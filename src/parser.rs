//! A recursive descent parser, using precedence climbing for binary
//! operators. Which characters are binary operators, and how tightly they
//! bind, is decided by a caller supplied [PrecedenceTable].

use std::fmt::{self, Display};

use rustc_hash::FxHashMap;
use thiserror::Error;

use crate::{
    ast::{Expr, FunctionDef, Prototype},
    lexer::Lexer,
    location::Location,
    result::Result,
    syntax_err,
    token::Token,
};

/// Maps operator characters to their binding strength. Higher binds tighter.
#[derive(Clone, Debug, Default)]
pub struct PrecedenceTable(FxHashMap<char, i32>);

impl PrecedenceTable {
    /// An empty table: nothing is a binary operator.
    pub fn new() -> Self {
        Self::default()
    }

    /// `<` binds loosest, then `+` and `-`, then `*`.
    pub fn standard() -> Self {
        [('<', 10), ('+', 20), ('-', 20), ('*', 40)]
            .into_iter()
            .collect()
    }

    /// Make `op` a binary operator with precedence `prec`,
    /// replacing any previous precedence it had.
    pub fn insert(&mut self, op: char, prec: i32) -> &mut Self {
        self.0.insert(op, prec);
        self
    }

    /// Precedence of `op`, or -1 if it isn't a binary operator.
    pub fn get(&self, op: char) -> i32 {
        self.0.get(&op).copied().unwrap_or(-1)
    }
}

impl FromIterator<(char, i32)> for PrecedenceTable {
    fn from_iter<T: IntoIterator<Item = (char, i32)>>(iter: T) -> Self {
        PrecedenceTable(iter.into_iter().collect())
    }
}

#[derive(Debug, Error)]
pub enum ParseErr {
    #[error("unknown token `{0}` when expecting an expression")]
    UnexpectedToken(Token),
    #[error("expected `)`, found `{0}`")]
    ExpectedClosingParen(Token),
    #[error("expected `)` or `,` in argument list, found `{0}`")]
    ExpectedCommaOrParen(Token),
    #[error("expected function name in prototype, found `{0}`")]
    ExpectedFunctionName(Token),
    #[error("expected `(` in prototype, found `{0}`")]
    ExpectedOpenParen(Token),
    #[error("expected `)` in prototype, found `{0}`")]
    ExpectedCloseParen(Token),
}

/// One unit of input: what the user submits at a time.
#[derive(Clone, Debug, PartialEq)]
pub enum TopLevel {
    Definition(FunctionDef),
    Extern(Prototype),
    /// A bare expression, wrapped in an anonymous nullary function.
    Expression(FunctionDef),
}

impl Display for TopLevel {
    fn fmt(&self, f: &mut fmt::Formatter<'_>) -> fmt::Result {
        match self {
            TopLevel::Definition(def) | TopLevel::Expression(def) => write!(f, "{def}"),
            TopLevel::Extern(proto) => write!(f, "extern {proto}"),
        }
    }
}

pub struct Parser<'a> {
    lexer: Lexer<'a>,
    current: Token,
    current_loc: Location,
    precedence: &'a PrecedenceTable,
}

* * * * * * *

List the lines of the entries that include "impl".

Finished task:
impl PrecedenceTable {
impl FromIterator<(char, i32)> for PrecedenceTable {
impl Display for TopLevel {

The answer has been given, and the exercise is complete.